話題に上ることは見越しているので、別に話しても構わない、というのは事前に天馬や事務所側からは伝えられている。そうでなければ、こんな風に口にするつもりはなかった。
「あと、めちゃんこ真面目でさ。勉強熱心で、オレの話とかすげー真剣に聞いてくれるんだよねん」
目を細めた一成は、天馬との時間を思い出す。あれから天馬は、時間を取って美大を訪れている。そのたび、天馬は真剣に一成の話を聞いてくれたし、日本画の小品を描いてみよう、ということで筆を握る時も真面目にキャンバスと向き合っているのだ。
クラスメイトたちは「へえ~」「そういうイメージあんまりないかも」と感想を漏らす。天馬は生い立ちも環境も派手な人間なので、あまり「真面目」といったイメージは持たれにくいのだろう。
そんなのもったいないよねん、というわけで、一成はあれこれと天馬のエピソードを語る。ひたむきで情熱的な、いつだって演技に全力投球する真面目な青年の姿だ。皇天馬のイメージとは違っているだろうけれど、そんな天馬の姿を知ってほしかった。
「だからさ、テンテンって本当はすごく素直なんじゃないかな~って思うんだよねん」
「つーか、テンテンって呼んでんの?」
「うん。かわいくね?」
「かわいいっていうか、皇天馬にも三好節は変わらないというか」
「仲良しだねぇ」
面白そうに掛けられる言葉に、一成はピースサインで「めっちゃ仲良しだよん!」と答える。実際、まるでずっと昔からの知り合いのような空気が流れているのは事実だ。長い間一緒にいたんじゃないか、と錯覚を覚えてしまうくらい。
最初に出会ったあの日。一緒にいることが当然みたいに、二人で時間を過ごした。別れ際に教えてもらったLIMEへメッセージを送れば、天馬からはすぐに返事があった。そこからほとんど毎日、ささやかなやり取りをするようになった。
それを示せば、クラスメイトたちはほほえましいと思ってくれるだろう。ただ、念のため一成はこの件を伏せておくことにした。
天馬は恐らく、「別に言ってもいいぞ」と答えてくれるだろうと予想はしていたけれど、うかつなことは言わない方がいいと判断した。もっとも一成は、これが単なる言い訳だとも理解していた。
天馬とささやかなやり取りができること。プライベートな連絡先を教えてもらって、何でもない話を毎日している。その中で知っていった、天馬の素顔。
芸能人として活躍する姿とは違った顔が見られることが、一成は嬉しかった。オーラもあって堂々とした振る舞いが板についている芸能界のサラブレッド。それは間違いではないのだろうけれど、やり取りを続けていく内に一成はもっと別の顔を知っていった。

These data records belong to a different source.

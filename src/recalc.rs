//! Deterministic re-chaining of lesson times within one shift.
//!
//! The first lesson is the anchor. Every later lesson starts at the previous
//! lesson's end plus the break for that position and keeps its own duration.

use serde::{Deserialize, Serialize};

use crate::schedule::Lesson;
use crate::time_of_day::TimeOfDay;

pub const DEFAULT_LESSON_MINUTES: i32 = 45;
pub const DEFAULT_BREAK_MINUTES: u32 = 5;

/// Minutes of break after the lesson at `index` (0-based position in the shift).
pub trait BreakPolicy {
    fn gap_after(&self, index: usize) -> u32;
}

impl<F> BreakPolicy for F
where
    F: Fn(usize) -> u32,
{
    fn gap_after(&self, index: usize) -> u32 {
        self(index)
    }
}

/// Position-indexed break table with a fallback for positions past its end.
#[derive(Debug, Clone, PartialEq, Eq, Serialize, Deserialize)]
pub struct BreakTable {
    #[serde(default)]
    pub gaps: Vec<u32>,
    #[serde(default = "default_gap")]
    pub default_gap: u32,
}

fn default_gap() -> u32 {
    DEFAULT_BREAK_MINUTES
}

impl BreakTable {
    pub fn new(gaps: Vec<u32>, default_gap: u32) -> Self {
        Self { gaps, default_gap }
    }

    /// Same break after every lesson.
    pub fn fixed(minutes: u32) -> Self {
        Self::new(Vec::new(), minutes)
    }
}

impl Default for BreakTable {
    /// Short breaks, with a long one after the third lesson.
    fn default() -> Self {
        Self::new(vec![5, 5, 15], DEFAULT_BREAK_MINUTES)
    }
}

impl BreakPolicy for BreakTable {
    fn gap_after(&self, index: usize) -> u32 {
        self.gaps.get(index).copied().unwrap_or(self.default_gap)
    }
}

/// Recalculates every lesson after the first. See [`recalculate_from`].
pub fn recalculate(lessons: &[Lesson], policy: &dyn BreakPolicy) -> Vec<Lesson> {
    recalculate_from(lessons, 0, policy)
}

/// Returns a fresh list where lessons up to and including `anchor` are copied
/// unchanged and each later lesson `i` starts at `end(i-1) + gap_after(i-1)`.
///
/// The duration of lesson `i` is taken from the input list; a non-positive or
/// unparseable duration becomes [`DEFAULT_LESSON_MINUTES`]. When the previous
/// end does not parse, lesson `i` is left as it was. Times saturate at 23:59.
pub fn recalculate_from(
    lessons: &[Lesson],
    anchor: usize,
    policy: &dyn BreakPolicy,
) -> Vec<Lesson> {
    let mut result = lessons.to_vec();

    for i in (anchor + 1)..result.len() {
        let Some(prev_end) = result[i - 1].end() else {
            continue;
        };
        let start = prev_end.add_minutes(gap_minutes(policy, i - 1));
        let end = start.add_minutes(intended_duration(&lessons[i]));

        result[i].start_time = start.to_string();
        result[i].end_time = end.to_string();
    }

    result
}

fn gap_minutes(policy: &dyn BreakPolicy, index: usize) -> i32 {
    i32::try_from(policy.gap_after(index)).unwrap_or(i32::MAX)
}

fn intended_duration(lesson: &Lesson) -> i32 {
    lesson
        .duration()
        .filter(|d| *d > 0)
        .unwrap_or(DEFAULT_LESSON_MINUTES)
}

/// Start and end for a lesson appended to `lessons`: the configured break
/// after the current last lesson, or `empty_anchor` when there is nothing to
/// chain from.
pub fn append_slot(
    lessons: &[Lesson],
    empty_anchor: TimeOfDay,
    policy: &dyn BreakPolicy,
) -> (TimeOfDay, TimeOfDay) {
    let start = lessons
        .last()
        .and_then(|last| last.end())
        .map(|end| end.add_minutes(gap_minutes(policy, lessons.len() - 1)))
        .unwrap_or(empty_anchor);
    (start, start.add_minutes(DEFAULT_LESSON_MINUTES))
}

たとえば天馬は意外と子供っぽい。ニンジンが嫌いでどうにかして避けようとしている。方向音痴でよく道に迷う。お化けが苦手で、ホラー作品には相当の気合いが要る。そういうものを知るたび、一成は天馬のことをかわいいなぁと思っている。
そんな風に知っていった天馬のことを、一成は誰にも話したくなかった。とっておきの秘密として、そっと抱えていたかった。たくさんの人に、大々的に話すことではない。手のひらで包むように大切にしたくて、一成は何も言わないことを選んだのだ。
交わした言葉を思い出せば、一成の唇は自然とほころぶ。胸の奥があたたかくなって、くすぐったい。その様子に気づいたクラスメイトが「どうした?」なんて声を掛けるので。一成は「なんでもないよん!」と答えて、いつもの明るい笑顔を浮かべた。